> ASSIGNED TASK
Scan the material below for the string "domain". Report every line that has it.

======== EXTRACTED RECORDS

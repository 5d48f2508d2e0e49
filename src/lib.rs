//! Accessibility node hierarchy.
//!
//! A mutation-tracked tree of accessibility nodes as consumed by platform
//! screen reader bridges: insertion at arbitrary positions, re-parenting
//! with cycle detection, subtree removal with optional grafting of children,
//! point hit testing and lowest-common-ancestor queries.
//!
//! The core lives in [`domain`]; the native side is reached through
//! [`domain::NativeProjection`]. Fixture loading, settings and the `a11yh`
//! inspection CLI sit in the outer layers.

pub mod application;
pub mod cli;
pub mod config;
pub mod domain;
pub mod exitcode;
pub mod infrastructure;
pub mod util;

pub use domain::{Hierarchy, HierarchyError, HierarchyResult, NativeProjection, Node, NodeId, Rect};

================

> OUTPUT FOR THIS TASK
//! The core lives in [`domain`]; the native side is reached through
//! [`domain::NativeProjection`]. Fixture loading, settings and the `a11yh`
pub mod domain;
pub use domain::{Hierarchy, HierarchyError, HierarchyResult, NativeProjection, Node, NodeId, Rect};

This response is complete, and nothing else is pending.